Gaucher disease (GD) is an inherited disorder in which mutations in the GBA1 gene lead to deficient beta-glucocerebrosidase activity and accumulation of its substrate glucosylceramide. Bone disease is present in around 84% of GD patients, ranging from bone loss including osteopenia and osteonecrosis to abnormal bone remodelling in the form of Erlenmeyer flask formation. The range of severity and variety of types of bone disease found in GD patients indicate the involvement of several mechanisms. Here we investigate the effects of exogenous sphingolipids on osteoclasts, osteoblasts, plasma cells and mesenchymal stem cells (MSC) and the interactions between these cell types.
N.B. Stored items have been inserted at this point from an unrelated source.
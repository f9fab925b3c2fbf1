//! Report formatting and printing utilities.
//!
//! Results go to stdout; verbose extraction notes go to stderr.
//! Each printer has a `_to` variant taking a writer, for tests.

use std::io::{self, Write};

use colored::Colorize;

use super::commands::{
    CheckSummary, CommandResult, CommandSummary, ExtractionStats, InitSummary, ListingCounts,
    SyncSummary,
};
use crate::{config::CONFIG_FILE_NAME, core::Reconciliation};

/// Success mark for consistent output formatting.
pub const SUCCESS_MARK: &str = "\u{2713}"; // ✓

/// Failure mark for consistent output formatting.
pub const FAILURE_MARK: &str = "\u{2718}"; // ✘

pub fn print(result: &CommandResult) {
    print_to(result, &mut io::stdout().lock());
}

pub fn print_to<W: Write>(result: &CommandResult, out: &mut W) {
    match &result.summary {
        CommandSummary::Sync(summary) => print_sync(summary, out),
        CommandSummary::Check(summary) => print_check(summary, out),
        CommandSummary::Init(summary) => print_init(summary, out),
    }
}

/// The two count lines, plus extraction notes on stderr when verbose.
pub fn print_counts(counts: &ListingCounts, verbose: bool) {
    print_counts_to(
        counts,
        verbose,
        &mut io::stdout().lock(),
        &mut io::stderr().lock(),
    );
}

pub fn print_counts_to<W: Write, E: Write>(
    counts: &ListingCounts,
    verbose: bool,
    out: &mut W,
    err: &mut E,
) {
    if verbose {
        if !counts.config_from_file {
            let _ = writeln!(
                err,
                "{} no {} found, using default paths",
                "note:".bold(),
                CONFIG_FILE_NAME
            );
        }
        print_extraction_note("mobile listing", &counts.mobile, err);
        print_extraction_note("web listing", &counts.web, err);
    }

    let _ = writeln!(out, "Mobile listing countries found: {}", counts.mobile.records);
    let _ = writeln!(out, "Web listing countries found: {}", counts.web.records);
}

fn print_sync<W: Write>(summary: &SyncSummary, out: &mut W) {
    print_missing(&summary.reconciliation, out);
    let _ = writeln!(
        out,
        "{} {}",
        SUCCESS_MARK.green(),
        format!("Generated {}", summary.output).green()
    );
}

fn print_check<W: Write>(summary: &CheckSummary, out: &mut W) {
    print_missing(&summary.reconciliation, out);

    let missing = summary.reconciliation.missing_count();
    if missing == 0 {
        let _ = writeln!(
            out,
            "{} {}",
            SUCCESS_MARK.green(),
            "All countries are translated".green()
        );
    } else {
        let noun = if missing == 1 {
            "translation"
        } else {
            "translations"
        };
        let _ = writeln!(
            out,
            "{} {}",
            FAILURE_MARK.red(),
            format!("{} missing country {}", missing, noun).red()
        );
    }
}

fn print_init<W: Write>(summary: &InitSummary, out: &mut W) {
    if summary.created {
        let _ = writeln!(
            out,
            "{} {}",
            SUCCESS_MARK.green(),
            format!("Created {}", CONFIG_FILE_NAME).green()
        );
    }
}

/// Both missing-name lists, in mobile listing order.
fn print_missing<W: Write>(reconciliation: &Reconciliation, out: &mut W) {
    let _ = writeln!(
        out,
        "Missing in mobile translations: {:?}",
        reconciliation.missing_mobile
    );
    let _ = writeln!(
        out,
        "Missing in web translations: {:?}",
        reconciliation.missing_web
    );
}

fn print_extraction_note<E: Write>(listing: &str, stats: &ExtractionStats, err: &mut E) {
    let _ = writeln!(
        err,
        "{} {}: {} of {} candidate records extracted",
        "note:".bold(),
        listing,
        stats.records,
        stats.candidates
    );

    let dropped = stats.dropped();
    if dropped > 0 {
        let _ = writeln!(
            err,
            "{} {} {} in {} did not match the expected format",
            "warning:".bold().yellow(),
            dropped,
            if dropped == 1 { "record" } else { "records" },
            listing
        );
    }
}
Osteoclasts were differentiated from the peripheral blood of Gaucher patients and control subjects. Osteoblasts were differentiated from mesenchymal stem cells isolated from bone marrow aspirates of Gaucher patients and control subjects. The human osteoblast cell line SaOS-2 was also investigated. Osteoclasts, osteoblasts and a human myeloma plasma cell line NCI-H929 were cultured with relevant exogenous sphingolipids to assess effects on cellular viability and function. Calcium deposition by osteoblasts differentiated from Gaucher patient MSC's was on average only 11.4% of that deposited by control subject osteoblasts. Culture with glucosylsphingosine reduced control subject MSC viability by 10.4%, SaOS-2 viability by 17.4% and plasma cell number by 40%. Culture with glucosylceramide decreased calcium deposition by control MSC-derived osteoblasts while increasing control subject osteoclast generation by 55.6%, Gaucher patient osteoclast generation by 37.6% and plasma cell numbers by up to 29.7%. Excessive osteoclast number and activity and reduced osteoblast activity may have the overall effect of an uncoupling between osteoclasts and osteoblasts in the GD bone microenvironment.